Gerçeklerden Haberdar Olun
İstanbul
Açık
19°
Ara

Kent lokantasıyla övünenler Gümüşsuyu’nu unuttu mu?

YAYINLAMA: | GÜNCELLEME:
Kent lokantasıyla övünenler Gümüşsuyu’nu unuttu mu?

CHP Beykoz İlçe Başkanı Mahir Taştan geçtiğimiz günlerde yaptığı açıklamada, Beykoz Belediyesi’nin sosyal tesislerindeki fiyat artışlarını savunmaya kalktı. Gıda enflasyonu, asgari ücret, pazar fiyatları… Evet, ülkenin ekonomik hali ortada. Ama Sayın Taştan, bu konulara girerken önce aynaya bakmanız gerekmiyor mu?

 

Siz değil misiniz “vatandaşa 3 çeşit yemeği 40 liraya veriyoruz” diyerek kent lokantaları ile övünen?

Peki bugün Gümüşsuyu Restoran’da bir porsiyon et yemeğine 930 TL istemek nedir?

930 liraya kaç kişi doyurulur, kaç emekliye yemek çıkar, hiç hesap ettiniz mi?

Vatandaş bu çelişkinizi görüyor ve soruyor: “Madem kent lokantasıyla övünüyorsunuz, Gümüşsuyu’nda neden millet aç?”

 

Bugün Beykoz’da dört kişilik bir aile belediyenin sosyal tesisine gidip bir öğün yemek yiyemiyor. Çünkü o rakamlar artık orta sınıfın bile hayal gücünü zorluyor.

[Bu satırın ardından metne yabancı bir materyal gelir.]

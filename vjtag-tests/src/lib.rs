//! Test support for the virtual JTAG workspace: a behavioral simulation of
//! an Altera SLD hub sitting behind a physical TAP.
//!
//! [`SimulatedSldHub`] implements the `ScanChain` seam the discovery engine
//! drives. It applies queued instruction and data scans when the queue
//! executes, serves the hub configuration and node info registers as 4-bit
//! nibble scans while `USER0` is committed, records every virtual-IR write
//! made under `USER1`, and can fail a chosen queue execution to exercise
//! transport-error paths. Scan serialization is asserted: a nibble scan
//! queued before the previous one executed is a protocol bug in the caller.

use vjtag_discovery::{ScanChain, Tap, TransportError};
use vjtag_protocol::{ALTERA_MANUFACTURER_ID, USER0, USER1, bits};

/// One simulated SLD node, as reported by its `SLD_NODE_INFO` register.
#[derive(Copy, Clone, Debug, Eq, PartialEq)]
pub struct SldNode {
    pub node_id: u8,
    pub instance_id: u8,
    pub version: u8,
    pub manufacturer_id: u16,
}

impl SldNode {
    pub fn new(node_id: u8, instance_id: u8) -> SldNode {
        SldNode {
            node_id,
            instance_id,
            version: 1,
            manufacturer_id: ALTERA_MANUFACTURER_ID,
        }
    }

    fn info_word(&self) -> u32 {
        let mut raw = [0u8; 4];
        bits::pack(&mut raw, 27, 5, u64::from(self.version));
        bits::pack(&mut raw, 19, 8, u64::from(self.node_id));
        bits::pack(&mut raw, 8, 11, u64::from(self.manufacturer_id));
        bits::pack(&mut raw, 0, 8, u64::from(self.instance_id));
        u32::from_le_bytes(raw)
    }
}

enum Queued {
    Reset,
    Instruction(u64),
    DataWrite { num_bits: usize, value: u64 },
}

/// Simulated SLD hub and scan-chain engine in one.
pub struct SimulatedSldHub {
    nodes: Vec<SldNode>,
    address_data_width: u8,
    /// Committed physical instruction, valid after the queue executed.
    ir: Option<u64>,
    pending: Vec<Queued>,
    unexecuted_captures: usize,
    /// Remaining nibbles of the hub config / node info stream.
    stream: Vec<u8>,
    stream_pos: usize,
    vir_writes: Vec<(usize, u64)>,
    resets: usize,
    executions: usize,
    fail_at_execution: Option<usize>,
}

impl SimulatedSldHub {
    pub fn new(address_data_width: u8, nodes: Vec<SldNode>) -> SimulatedSldHub {
        SimulatedSldHub {
            nodes,
            address_data_width,
            ir: None,
            pending: Vec::new(),
            unexecuted_captures: 0,
            stream: Vec::new(),
            stream_pos: 0,
            vir_writes: Vec::new(),
            resets: 0,
            executions: 0,
            fail_at_execution: None,
        }
    }

    /// Make the n-th call to `execute_queue` (1-based) fail.
    pub fn fail_at_execution(&mut self, n: usize) {
        self.fail_at_execution = Some(n);
    }

    /// Every virtual-IR write observed under `USER1`, as
    /// `(bit width, value)` pairs in shift order.
    pub fn vir_writes(&self) -> &[(usize, u64)] {
        &self.vir_writes
    }

    pub fn resets(&self) -> usize {
        self.resets
    }

    fn hub_config_word(&self) -> u32 {
        let mut raw = [0u8; 4];
        bits::pack(&mut raw, 27, 5, 1);
        bits::pack(&mut raw, 19, 8, self.nodes.len() as u64);
        bits::pack(&mut raw, 8, 11, u64::from(ALTERA_MANUFACTURER_ID));
        bits::pack(&mut raw, 0, 8, u64::from(self.address_data_width));
        u32::from_le_bytes(raw)
    }

    /// Selecting the hub (address 0) rewinds the info stream: hub config
    /// word first, then one info word per node in enumeration order. Nibbles
    /// stream least significant first.
    fn arm_info_stream(&mut self) {
        let words: Vec<u32> = std::iter::once(self.hub_config_word())
            .chain(self.nodes.iter().map(SldNode::info_word))
            .collect();
        log::debug!("hub selected, rewinding info stream ({} words)", words.len());
        self.stream.clear();
        self.stream_pos = 0;
        for word in words {
            for i in 0..8 {
                self.stream.push(((word >> (4 * i)) & 0xF) as u8);
            }
        }
    }

    fn next_nibble(&mut self) -> u8 {
        let nibble = self.stream.get(self.stream_pos).copied().unwrap_or(0);
        self.stream_pos += 1;
        nibble
    }
}

impl ScanChain for SimulatedSldHub {
    fn reset_tap(&mut self) {
        self.pending.push(Queued::Reset);
    }

    fn shift_instruction(&mut self, _tap: &Tap, num_bits: usize, value: &[u8]) {
        self.pending
            .push(Queued::Instruction(bits::unpack(value, 0, num_bits)));
    }

    fn shift_data(&mut self, num_bits: usize, out: Option<&[u8]>, capture: Option<&mut [u8]>) {
        if let Some(capture) = capture {
            // Nibble reads depend on the previous scan having passed
            // update-DR, so the queue must be drained between them.
            assert!(
                self.pending.is_empty() && self.unexecuted_captures == 0,
                "capture scan queued behind unexecuted scans"
            );
            assert_eq!(self.ir, Some(USER0), "capture scan without USER0 committed");
            assert_eq!(num_bits, 4, "hub registers stream in 4-bit scans");
            capture[0] = self.next_nibble();
            self.unexecuted_captures += 1;
            return;
        }
        let value = out.map_or(0, |o| bits::unpack(o, 0, num_bits.min(64)));
        self.pending.push(Queued::DataWrite { num_bits, value });
    }

    fn execute_queue(&mut self) -> Result<(), TransportError> {
        self.executions += 1;
        log::trace!(
            "execution {}: {} queued scan(s)",
            self.executions,
            self.pending.len()
        );
        if self.fail_at_execution == Some(self.executions) {
            self.pending.clear();
            self.unexecuted_captures = 0;
            return Err(TransportError::new("simulated scan failure"));
        }
        self.unexecuted_captures = 0;
        for op in std::mem::take(&mut self.pending) {
            match op {
                Queued::Reset => {
                    self.resets += 1;
                    self.ir = None;
                }
                Queued::Instruction(opcode) => self.ir = Some(opcode),
                Queued::DataWrite { num_bits, value } => {
                    if self.ir == Some(USER1) {
                        self.vir_writes.push((num_bits, value));
                        let m = usize::from(self.address_data_width);
                        let address = if num_bits > m { value >> m } else { 0 };
                        if address == 0 {
                            self.arm_info_stream();
                        }
                    }
                    // Writes under USER0 target the selected node's virtual
                    // DR and are outside this simulation.
                }
            }
        }
        Ok(())
    }
}
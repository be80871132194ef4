use std::{error::Error, fmt::Display};

/// Failure reported by the physical scan-chain engine when executing its
/// queue. Not recoverable at this layer; the engine's message is carried
/// verbatim.
#[derive(Debug)]
pub struct TransportError(String);

impl TransportError {
    pub fn new(message: impl Into<String>) -> TransportError {
        TransportError(message.into())
    }
}

impl Display for TransportError {
    fn fmt(&self, f: &mut std::fmt::Formatter<'_>) -> std::fmt::Result {
        write!(f, "{}", self.0)
    }
}

impl Error for TransportError {}

/// Errors that may occur while discovering the SLD topology or routing a
/// virtual-IR scan.
#[derive(Debug)]
pub enum DiscoveryError {
    /// A physical shift failed. `stage` names the protocol step that was in
    /// progress; the remaining steps were abandoned.
    Transport {
        stage: &'static str,
        source: TransportError,
    },
    /// Enumeration completed but no node carried the Virtual JTAG type tag.
    /// Discovery may be retried from scratch.
    NoVjtagFound { nodes_scanned: u8 },
    /// A virtual-IR scan was requested before any successful discovery.
    /// This is a caller contract violation; no shifts were issued.
    NotDiscovered,
}

impl Display for DiscoveryError {
    fn fmt(&self, f: &mut std::fmt::Formatter<'_>) -> std::fmt::Result {
        match self {
            DiscoveryError::Transport { stage, source } => {
                write!(f, "transport failure during {}: {}", stage, source)
            }
            DiscoveryError::NoVjtagFound { nodes_scanned } => {
                write!(
                    f,
                    "no Virtual JTAG instance found among {} enumerated node(s)",
                    nodes_scanned
                )
            }
            DiscoveryError::NotDiscovered => {
                write!(f, "virtual IR scan requested before a successful discovery")
            }
        }
    }
}

impl Error for DiscoveryError {
    fn source(&self) -> Option<&(dyn Error + 'static)> {
        match self {
            DiscoveryError::Transport { source, .. } => Some(source),
            _ => None,
        }
    }
}
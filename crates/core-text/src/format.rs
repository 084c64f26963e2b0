//! Formatting engine: run-list splitting, merging and trimming.
//!
//! Every operation takes the run list by `&mut Vec<Run>` and rebuilds it by
//! moving the untouched runs across, so runs entirely outside the affected
//! range keep their allocation. Ranges are order-independent character
//! ranges and are clamped to the paragraph length.
//!
//! Post-condition of every operation (`is_well_formed`): the list is never
//! empty and no run has empty text unless it is the sole placeholder run.
//!
//! Merging is best-effort: typed text extends a neighbouring run only when
//! its style matches (`Style::same_format`). Runs are never re-merged after a
//! later split or delete.

use crate::{Run, Style, split_at_char};
use tracing::trace;

/// Total character length of a run list.
pub fn runs_len(runs: &[Run]) -> usize {
    runs.iter().map(Run::len).sum()
}

/// Concatenated logical text.
pub fn runs_text(runs: &[Run]) -> String {
    runs.iter().map(|r| r.text.as_str()).collect()
}

/// Order and clamp a raw `(a, b)` pair against `len`.
pub fn clamp_range(len: usize, a: usize, b: usize) -> (usize, usize) {
    (a.min(b).min(len), a.max(b).min(len))
}

/// True when the list satisfies the run-list invariant.
pub fn is_well_formed(runs: &[Run]) -> bool {
    match runs {
        [] => false,
        // a sole run may be the empty placeholder
        [_] => true,
        many => many.iter().all(|r| !r.is_empty()),
    }
}

fn finish(out: &mut Vec<Run>, fallback: Style) {
    out.retain(|r| !r.is_empty());
    if out.is_empty() {
        out.push(Run::placeholder(fallback));
    }
}

fn fallback_style(runs: &[Run]) -> Style {
    runs.first().map(|r| r.style.clone()).unwrap_or_default()
}

/// Apply `mutate` to the styles covering `[a, b)`.
///
/// Runs straddling a boundary are split into up to three parts and only the
/// inside part is mutated. Applying the same mutation twice yields the same
/// list as applying it once, provided `mutate` sets rather than toggles.
pub fn apply_format<F>(runs: &mut Vec<Run>, a: usize, b: usize, mutate: F)
where
    F: Fn(&mut Style),
{
    let (start, end) = clamp_range(runs_len(runs), a, b);
    if start >= end {
        return;
    }
    let fallback = fallback_style(runs);
    let old = std::mem::take(runs);
    let mut pos = 0usize;
    for mut run in old {
        let len = run.len();
        let (run_start, run_end) = (pos, pos + len);
        pos = run_end;
        if run_end <= start || run_start >= end {
            runs.push(run);
        } else if run_start >= start && run_end <= end {
            mutate(&mut run.style);
            runs.push(run);
        } else {
            let sel_start = start.saturating_sub(run_start);
            let sel_end = (end - run_start).min(len);
            let (before, rest) = split_at_char(&run.text, sel_start);
            let (inside, after) = split_at_char(rest, sel_end - sel_start);
            if !before.is_empty() {
                runs.push(run.with_text(before));
            }
            if !inside.is_empty() {
                let mut part = run.with_text(inside);
                mutate(&mut part.style);
                runs.push(part);
            }
            if !after.is_empty() {
                runs.push(run.with_text(after));
            }
        }
    }
    finish(runs, fallback);
    trace!(target: "text.format", start, end, runs = runs.len(), "apply_format");
}

/// Remove `[a, b)` and return the removed text.
///
/// The total length decreases by exactly `end - start` after clamping.
pub fn delete_range(runs: &mut Vec<Run>, a: usize, b: usize) -> String {
    let (start, end) = clamp_range(runs_len(runs), a, b);
    if start >= end {
        return String::new();
    }
    let fallback = fallback_style(runs);
    let old = std::mem::take(runs);
    let mut removed = String::new();
    let mut pos = 0usize;
    for run in old {
        let len = run.len();
        let (run_start, run_end) = (pos, pos + len);
        pos = run_end;
        if run_end <= start || run_start >= end {
            runs.push(run);
        } else if run_start >= start && run_end <= end {
            removed.push_str(&run.text);
        } else {
            let cut_start = start.saturating_sub(run_start);
            let cut_end = (end - run_start).min(len);
            let (before, rest) = split_at_char(&run.text, cut_start);
            let (inside, after) = split_at_char(rest, cut_end - cut_start);
            removed.push_str(inside);
            let kept = format!("{before}{after}");
            if !kept.is_empty() {
                runs.push(run.with_text(kept));
            }
        }
    }
    finish(runs, fallback);
    trace!(target: "text.format", start, end, removed = end - start, "delete_range");
    removed
}

/// Append `text` at the end, extending the last run when its format matches.
pub fn append_text(runs: &mut Vec<Run>, text: &str, style: &Style) {
    if text.is_empty() {
        return;
    }
    let sole_placeholder = runs.len() == 1 && runs[0].is_empty();
    if let Some(last) = runs.last_mut()
        && last.style.same_format(style)
    {
        last.text.push_str(text);
    } else if sole_placeholder {
        runs[0] = Run::new(text, style.clone());
    } else {
        runs.push(Run::new(text, style.clone()));
    }
    trace!(target: "text.format", len = text.len(), runs = runs.len(), "append_text");
}

/// Insert `text` at character `offset` (clamped).
///
/// Text joins the run it lands in (or the run ending / starting at the
/// offset) when the formats match; otherwise that run is split around a new
/// run carrying `style`.
pub fn insert_text(runs: &mut Vec<Run>, offset: usize, text: &str, style: &Style) {
    if text.is_empty() {
        return;
    }
    let total = runs_len(runs);
    if offset >= total {
        append_text(runs, text, style);
        return;
    }
    let mut pos = 0usize;
    for idx in 0..runs.len() {
        let len = runs[idx].len();
        let (run_start, run_end) = (pos, pos + len);
        pos = run_end;
        if offset > run_end {
            continue;
        }
        if offset == run_end {
            if runs[idx].style.same_format(style) {
                runs[idx].text.push_str(text);
                return;
            }
            continue;
        }
        // run_start <= offset < run_end
        let local = offset - run_start;
        if runs[idx].style.same_format(style) {
            let byte = crate::char_to_byte(&runs[idx].text, local);
            runs[idx].text.insert_str(byte, text);
        } else if local == 0 {
            runs.insert(idx, Run::new(text, style.clone()));
        } else {
            let (before, after) = split_at_char(&runs[idx].text, local);
            let (before, after) = (before.to_string(), after.to_string());
            let tail = runs[idx].with_text(after);
            runs[idx].text = before;
            runs.insert(idx + 1, Run::new(text, style.clone()));
            runs.insert(idx + 2, tail);
        }
        trace!(target: "text.format", offset, len = text.len(), runs = runs.len(), "insert_text");
        return;
    }
}

/// Remove the final grapheme cluster of the last run. Returns the removed
/// text, or `None` when the list holds only the empty placeholder.
pub fn remove_last_grapheme(runs: &mut Vec<Run>) -> Option<String> {
    let last = runs.last_mut()?;
    if last.is_empty() {
        return None;
    }
    let cut = crate::grapheme::prev_boundary(&last.text, last.text.len());
    let removed = last.text.split_off(cut);
    if last.is_empty() && runs.len() > 1 {
        runs.pop();
    }
    Some(removed)
}

/// Text between two character offsets (order-independent, clamped).
pub fn slice_text(runs: &[Run], a: usize, b: usize) -> String {
    let (start, end) = clamp_range(runs_len(runs), a, b);
    let mut out = String::new();
    let mut pos = 0usize;
    for run in runs {
        let len = run.len();
        let (run_start, run_end) = (pos, pos + len);
        pos = run_end;
        if run_end <= start || run_start >= end {
            continue;
        }
        let from = start.saturating_sub(run_start);
        let to = (end - run_start).min(len);
        out.push_str(crate::char_slice(&run.text, from, to));
    }
    out
}
//! Editor model: document state wired to layout, pagination and the caret.
//!
//! Edits follow a two-phase commit:
//! 1. `edit` runs a synchronous mutation on `DocumentState` and queues a
//!    `LayoutTask::CheckOverflow` for every page the mutation may have grown.
//! 2. `run_layout_pass` (the "after layout" step) re-measures, runs the
//!    queued checks and re-queues pages touched by a migration, then
//!    refreshes the layout snapshot and caret rect.
//!
//! Tasks queued during a pass run in the next pass, so a large insertion
//! migrates one paragraph per pass. `settle` drives passes until the queue
//! drains.
//!
//! Invariants after `settle` returns:
//! * every page's content height is within the content area, or the page
//!   holds exactly one paragraph;
//! * the current position is valid for the current pages.

use core_events::{LayoutQueue, LayoutTask};
use core_state::{DocumentState, Position};
use std::time::Instant;
use tracing::{debug, trace};

pub mod caret;
pub mod layout;
pub mod measure;
pub mod pagination;

pub use caret::{CaretBlink, CaretSettings};
pub use layout::{
    AffineTransform, LayoutNode, LayoutSnapshot, PageGeometry, Point, Rect, TransformLookup,
};
pub use measure::{MonospaceMeasurer, TextLayout, TextMeasurer};
pub use pagination::{OverflowOutcome, check_overflow};

/// Upper bound on passes `settle` runs before giving up.
pub const MAX_SETTLE_PASSES: usize = 10_000;

/// Summary of one layout pass.
#[derive(Debug, Clone, Copy, Default, PartialEq, Eq)]
pub struct LayoutPassReport {
    pub checked: usize,
    pub migrated: usize,
}

pub struct EditorModel {
    state: DocumentState,
    queue: LayoutQueue,
    geometry: PageGeometry,
    caret_settings: CaretSettings,
    blink: CaretBlink,
    measurer: Box<dyn TextMeasurer>,
    snapshot: LayoutSnapshot,
    caret_rect: Option<Rect>,
}

impl EditorModel {
    pub fn new(
        state: DocumentState,
        geometry: PageGeometry,
        caret_settings: CaretSettings,
        measurer: Box<dyn TextMeasurer>,
    ) -> Self {
        let blink = CaretBlink::new(caret_settings.blink_interval, Instant::now());
        let mut model = Self {
            state,
            queue: LayoutQueue::new(),
            geometry,
            caret_settings,
            blink,
            measurer,
            snapshot: LayoutSnapshot::empty(geometry),
            caret_rect: None,
        };
        model.refresh_layout();
        model
    }

    /// Headless model with default geometry and the monospace measurer.
    pub fn headless(state: DocumentState) -> Self {
        let settings = CaretSettings::default();
        Self::new(
            state,
            PageGeometry::default(),
            settings,
            Box::new(MonospaceMeasurer::new(settings.line_height_factor)),
        )
    }

    pub fn state(&self) -> &DocumentState {
        &self.state
    }

    pub fn geometry(&self) -> &PageGeometry {
        &self.geometry
    }

    pub fn caret_settings(&self) -> &CaretSettings {
        &self.caret_settings
    }

    pub fn snapshot(&self) -> &LayoutSnapshot {
        &self.snapshot
    }

    pub fn pending_tasks(&self) -> usize {
        self.queue.len()
    }

    /// Phase 1: apply a synchronous mutation and queue overflow checks for
    /// the pages it grew. Resets the caret blink when the caret moved.
    pub fn edit<R>(&mut self, f: impl FnOnce(&mut DocumentState) -> R) -> R {
        let before = self.state.current();
        let out = f(&mut self.state);
        for page in self.state.take_grown_pages() {
            self.queue.schedule(LayoutTask::CheckOverflow { page });
        }
        if self.state.current() != before {
            self.blink.reset(Instant::now());
        }
        out
    }

    /// Phase 2: run the tasks queued before this call.
    pub fn run_layout_pass(&mut self) -> LayoutPassReport {
        let mut report = LayoutPassReport::default();
        for task in self.queue.begin_pass() {
            match task {
                LayoutTask::CheckOverflow { page } => {
                    report.checked += 1;
                    let outcome = check_overflow(
                        &mut self.state,
                        page,
                        &self.geometry,
                        self.measurer.as_ref(),
                    );
                    if let OverflowOutcome::Migrated { from, to, .. } = outcome {
                        report.migrated += 1;
                        self.queue.schedule(LayoutTask::CheckOverflow { page: from });
                        self.queue.schedule(LayoutTask::CheckOverflow { page: to });
                    }
                }
            }
        }
        for page in self.state.take_grown_pages() {
            self.queue.schedule(LayoutTask::CheckOverflow { page });
        }
        self.state.revalidate();
        self.refresh_layout();
        trace!(
            target: "model.paginate",
            checked = report.checked,
            migrated = report.migrated,
            pending = self.queue.len(),
            "layout_pass"
        );
        report
    }

    /// Run layout passes until no task remains. Returns the number of passes.
    pub fn settle(&mut self) -> usize {
        let mut passes = 0;
        while !self.queue.is_empty() && passes < MAX_SETTLE_PASSES {
            self.run_layout_pass();
            passes += 1;
        }
        if passes > 0 {
            debug!(target: "model.paginate", passes, pages = self.state.page_count(), "settled");
        }
        passes
    }

    /// Re-measure and re-place the caret. Any caret movement, including
    /// within the same paragraph, restarts the blink phase.
    fn refresh_layout(&mut self) {
        self.snapshot = LayoutSnapshot::measure(&self.state, self.geometry, self.measurer.as_ref());
        let rect = caret::locate(
            &self.state,
            &self.geometry,
            self.measurer.as_ref(),
            &self.snapshot,
            &self.caret_settings,
        );
        if rect != self.caret_rect {
            self.blink.reset(Instant::now());
        }
        self.caret_rect = rect;
    }

    /// Caret rect from the last layout pass (`None` = hidden).
    pub fn caret_rect(&self) -> Option<Rect> {
        self.caret_rect
    }

    /// Caret rect if it is in the visible blink phase.
    pub fn visible_caret(&self) -> Option<Rect> {
        self.caret_rect.filter(|_| self.blink.visible())
    }

    /// Advance the blink timer; true when visibility flipped.
    pub fn tick(&mut self, now: Instant) -> bool {
        self.blink.tick(now)
    }

    /// Map a canvas point to a paragraph using the last snapshot.
    pub fn hit_test(&self, point: Point) -> Option<Position> {
        self.snapshot.hit_test(point)
    }

    /// Content height of `page` in the last snapshot.
    pub fn page_height(&self, page: usize) -> Option<f64> {
        self.snapshot.content_height(page)
    }
}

Beykoz Kahvesi ve Gümüşsuyu bomboş. Çünkü fiyatlar halkın bütçesini aşmış. Murat Aydın döneminde vatandaş o tesislerden %25 indirimle faydalanıyordu, bugünkü tabloda ise bu tesislere adım atmak bile lüks oldu.

 

Ama asıl soru şu:

 

“Siz bu işi yapamıyorsanız, Murat Aydın bunu nasıl yapıyordu?”

Dahası da var.

Aynı CHP’li belediye şimdi iki büyük arsa satışına ve iki ayrı organizasyon ihalesine çıkıyor.

Hani bütçeniz yoktu?

Hani kamu kaynakları yetersizdi?

Hani “vatandaş geçinemiyor” diye dert yanıyordunuz?

 

Şimdi soralım:

Bu satışlarla hangi organizasyonlar finanse edilecek?

Sanatçılarla sahne pozu verip sosyal medyada paylaşmak için mi bu kaynaklar satılıyor?

Yoksa amaç, bu tesisleri zararda gösterip birilerine peşkeş çekmek mi?

Bugün belediye içinde imza atmaktan çekinen müdürler var. Çalışanlar tedirgin, kararlar alınamıyor. Yönetim korku iklimine teslim olmuşken, dışarıdan sahne gösterisiyle belediyecilik yapılmaz. Beykoz halkı buna göz yummayacak.

Sayın Mahir Taştan, siz Özlem Vural Gürzel’i “7/24 çalışıyor” diye savunuyorsunuz.

 

Çalışacak tabii.

Ama o koltuklar çalışıp halkın malını satma yetkisi vermiyor.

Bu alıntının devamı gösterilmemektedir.